6. The method of claim 5, wherein the nucleic acid is in a cell, and the method comprises contact the cell with the fusion proteins or expressing the fusion proteins in the cell.

7. The method of claim 6, wherein the cell is a eukaryotic cell.

8. A method of improving specificity of targeted deamination in a cell, the method comprising expressing in the cell, or contacting the cell with, the pair of fusion proteins of claim 2, and one or more gRNAs that interact with Cas9 domains in the fusion proteins, preferably wherein one of the fusion proteins comprises nCas9, the other fusion protein comprises ZF or TALE, the ZF or TALE is targeted to a sequence of 9-24 bp adjacent to the target site of the gRNA for the nCas9, wherein the gRNA binds to the nucleic acid comprising the selected cytosine.

9. The method of claim 5, wherein the fusion protein is delivered as a ribonucleoprotein (RNP) complex with one or more gRNAs that interact with Cas9 domains in the fusion proteins, mRNA, or plasmid.

10. A method of deaminating one or more selected cytosines in a nucleic acid, the method comprising contacting the nucleic acid with the pair of fusion proteins of claim 2.
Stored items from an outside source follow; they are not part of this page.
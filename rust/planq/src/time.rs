//! Time grains for bucketing and time-range presets for plan filters.

use crate::error::{Result, ServiceError};
use chrono::{DateTime, Duration, NaiveDateTime, NaiveTime, TimeZone, Utc};
use serde::{Deserialize, Serialize};

/// Bucket sizes understood by `date_trunc`.
#[derive(Debug, Clone, Copy, PartialEq, Eq, Serialize, Deserialize)]
#[serde(rename_all = "snake_case")]
pub enum TimeGrain {
    Day,
    Week,
    Month,
    Year,
}

impl TimeGrain {
    pub fn parse(raw: &str) -> Option<Self> {
        match raw.trim().to_ascii_lowercase().as_str() {
            "day" | "days" | "daily" | "d" => Some(TimeGrain::Day),
            "week" | "weeks" | "weekly" | "w" => Some(TimeGrain::Week),
            "month" | "months" | "monthly" | "mon" => Some(TimeGrain::Month),
            "year" | "years" | "yearly" | "annual" | "y" => Some(TimeGrain::Year),
            _ => None,
        }
    }

    pub fn as_str(self) -> &'static str {
        match self {
            TimeGrain::Day => "day",
            TimeGrain::Week => "week",
            TimeGrain::Month => "month",
            TimeGrain::Year => "year",
        }
    }

    /// Truncation expression for an already-qualified column.
    pub fn truncate(self, column_expr: &str) -> String {
        format!("date_trunc('{}', {column_expr})", self.as_str())
    }
}

/// Resolved window; a missing bound means that side is unrestricted.
#[derive(Debug, Clone, PartialEq)]
pub struct TimeRange {
    pub start: Option<DateTime<Utc>>,
    pub end: Option<DateTime<Utc>>,
}

#[derive(Debug, Clone, PartialEq)]
pub enum TimeFilterSpec {
    RelativeHours(i64),
    RelativeDays(i64),
    Today,
    Yesterday,
    Absolute {
        start: DateTime<Utc>,
        end: DateTime<Utc>,
    },
    Since {
        start: DateTime<Utc>,
    },
    Until {
        end: DateTime<Utc>,
    },
}

impl TimeFilterSpec {
    pub fn resolve(&self, now: DateTime<Utc>) -> Result<TimeRange> {
        let range = match self {
            TimeFilterSpec::RelativeHours(hours) => TimeRange {
                start: Some(now - Duration::hours(*hours)),
                end: Some(now),
            },
            TimeFilterSpec::RelativeDays(days) => TimeRange {
                start: Some(now - Duration::days(*days)),
                end: Some(now),
            },
            TimeFilterSpec::Today => TimeRange {
                start: Some(midnight(now)),
                end: Some(now),
            },
            TimeFilterSpec::Yesterday => {
                let today = midnight(now);
                TimeRange {
                    start: Some(today - Duration::days(1)),
                    end: Some(today),
                }
            }
            TimeFilterSpec::Absolute { start, end } => TimeRange {
                start: Some(*start),
                end: Some(*end),
            },
            TimeFilterSpec::Since { start } => TimeRange {
                start: Some(*start),
                end: None,
            },
            TimeFilterSpec::Until { end } => TimeRange {
                start: None,
                end: Some(*end),
            },
        };

        if let (Some(start), Some(end)) = (range.start, range.end) {
            if start > end {
                return Err(ServiceError::InvalidRequest(
                    "time range start must be before end".to_string(),
                ));
            }
        }
        Ok(range)
    }
}

fn midnight(now: DateTime<Utc>) -> DateTime<Utc> {
    Utc.from_utc_datetime(&now.date_naive().and_time(NaiveTime::default()))
}

/// Parses presets such as `today`, `last_7d`, `24h`, `3 days` or bracketed
/// ranges `[start,end]` where either bound may be empty.
pub fn parse_time_value(raw: &str) -> Result<TimeFilterSpec> {
    let value = raw
        .trim()
        .trim_matches('"')
        .trim_matches('\'')
        .to_lowercase();

    if value.starts_with('[') && value.ends_with(']') {
        return parse_bracketed(&value);
    }

    match value.as_str() {
        "today" => return Ok(TimeFilterSpec::Today),
        "yesterday" => return Ok(TimeFilterSpec::Yesterday),
        _ => {}
    }

    let compact: String = value
        .chars()
        .filter(|ch| !ch.is_whitespace() && !matches!(ch, '_' | '-'))
        .collect();
    let compact = compact.strip_prefix("last").unwrap_or(&compact);

    relative_amount(compact).ok_or_else(|| {
        ServiceError::InvalidRequest(format!("unsupported time range '{raw}'"))
    })
}

fn relative_amount(value: &str) -> Option<TimeFilterSpec> {
    let split = value.find(|ch: char| !ch.is_ascii_digit())?;
    let (digits, unit) = value.split_at(split);
    let amount: i64 = digits.parse().ok()?;
    if amount <= 0 {
        return None;
    }

    match unit {
        "h" | "hr" | "hrs" | "hour" | "hours" => Some(TimeFilterSpec::RelativeHours(amount)),
        "d" | "day" | "days" => Some(TimeFilterSpec::RelativeDays(amount)),
        "w" | "week" | "weeks" => Some(TimeFilterSpec::RelativeDays(amount * 7)),
        _ => None,
    }
}

fn parse_bracketed(value: &str) -> Result<TimeFilterSpec> {
    let inner = value.trim_matches(['[', ']']);
    let (start_raw, end_raw) = inner
        .split_once(',')
        .ok_or_else(|| ServiceError::InvalidRequest("invalid time range".into()))?;

    match (start_raw.trim(), end_raw.trim()) {
        ("", "") => Err(ServiceError::InvalidRequest(
            "time range requires at least one bound".into(),
        )),
        (start, "") => Ok(TimeFilterSpec::Since {
            start: parse_datetime(start)?,
        }),
        ("", end) => Ok(TimeFilterSpec::Until {
            end: parse_datetime(end)?,
        }),
        (start, end) => Ok(TimeFilterSpec::Absolute {
            start: parse_datetime(start)?,
            end: parse_datetime(end)?,
        }),
    }
}

/// RFC 3339, `YYYY-MM-DD HH:MM:SS` (UTC) or a bare date at midnight UTC.
pub fn parse_datetime(value: &str) -> Result<DateTime<Utc>> {
    if let Ok(dt) = DateTime::parse_from_rfc3339(value) {
        return Ok(dt.with_timezone(&Utc));
    }
    for format in ["%Y-%m-%d %H:%M:%S", "%Y-%m-%dt%H:%M:%S"] {
        if let Ok(dt) = NaiveDateTime::parse_from_str(value, format) {
            return Ok(Utc.from_utc_datetime(&dt));
        }
    }
    if let Ok(date) = chrono::NaiveDate::parse_from_str(value, "%Y-%m-%d") {
        return Ok(Utc.from_utc_datetime(&date.and_time(NaiveTime::default())));
    }
    Err(ServiceError::InvalidRequest(format!(
        "invalid time literal '{value}'"
    )))
}

#[cfg(test)]
mod tests {
    use super::*;

    fn at(raw: &str) -> DateTime<Utc> {
        DateTime::parse_from_rfc3339(raw)
            .unwrap()
            .with_timezone(&Utc)
    }

    #[test]
    fn grain_aliases() {
        assert_eq!(TimeGrain::parse("Daily"), Some(TimeGrain::Day));
        assert_eq!(TimeGrain::parse("monthly"), Some(TimeGrain::Month));
        assert_eq!(TimeGrain::parse("fortnight"), None);
        assert_eq!(
            TimeGrain::Week.truncate("t0.\"created_at\""),
            "date_trunc('week', t0.\"created_at\")"
        );
    }

    #[test]
    fn parses_relative_presets() {
        assert_eq!(parse_time_value("last_7d").unwrap(), TimeFilterSpec::RelativeDays(7));
        assert_eq!(parse_time_value("24h").unwrap(), TimeFilterSpec::RelativeHours(24));
        assert_eq!(parse_time_value("last 2 weeks").unwrap(), TimeFilterSpec::RelativeDays(14));
        assert!(parse_time_value("last_quarter").is_err());
    }

    #[test]
    fn yesterday_spans_previous_day() {
        let now = at("2025-03-10T15:30:00Z");
        let range = TimeFilterSpec::Yesterday.resolve(now).unwrap();
        assert_eq!(range.start, Some(at("2025-03-09T00:00:00Z")));
        assert_eq!(range.end, Some(at("2025-03-10T00:00:00Z")));
    }

    #[test]
    fn parses_absolute_and_open_ranges() {
        let window = parse_time_value("[2025-01-01 00:00:00,2025-01-02]").unwrap();
        let range = window.resolve(Utc::now()).unwrap();
        assert_eq!(range.start, Some(at("2025-01-01T00:00:00Z")));
        assert_eq!(range.end, Some(at("2025-01-02T00:00:00Z")));

        let open = parse_time_value("[2025-11-16T09:06:34.543Z,]").unwrap();
        let range = open.resolve(at("2025-11-17T00:00:00Z")).unwrap();
        assert_eq!(range.start, Some(at("2025-11-16T09:06:34.543Z")));
        assert_eq!(range.end, None);

        assert!(parse_time_value("[,]").is_err());
    }

    #[test]
    fn rejects_inverted_range() {
        let window = parse_time_value("[2025-02-01,2025-01-01]").unwrap();
        assert!(window.resolve(Utc::now()).is_err());
    }
}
11. A composition comprising a fusion protein of part (i) of claim 1; a fusion protein of part (ii) of claim 1; or a fusion protein of part (i) of claim 1 and a fusion protein of part (ii) of claim 1.

12. The composition of claim 11, comprising one or more ribonucleoprotein (RNP) complexes.

13. A vector comprising the nucleic acid of claim 3.

14. An isolated host cell comprising the nucleic acid of claim 13.

15. The host cell of claim 14, which is a stem cell.

16. The host cell of claim 15, wherein the stem cell is hematopoietic stem cell.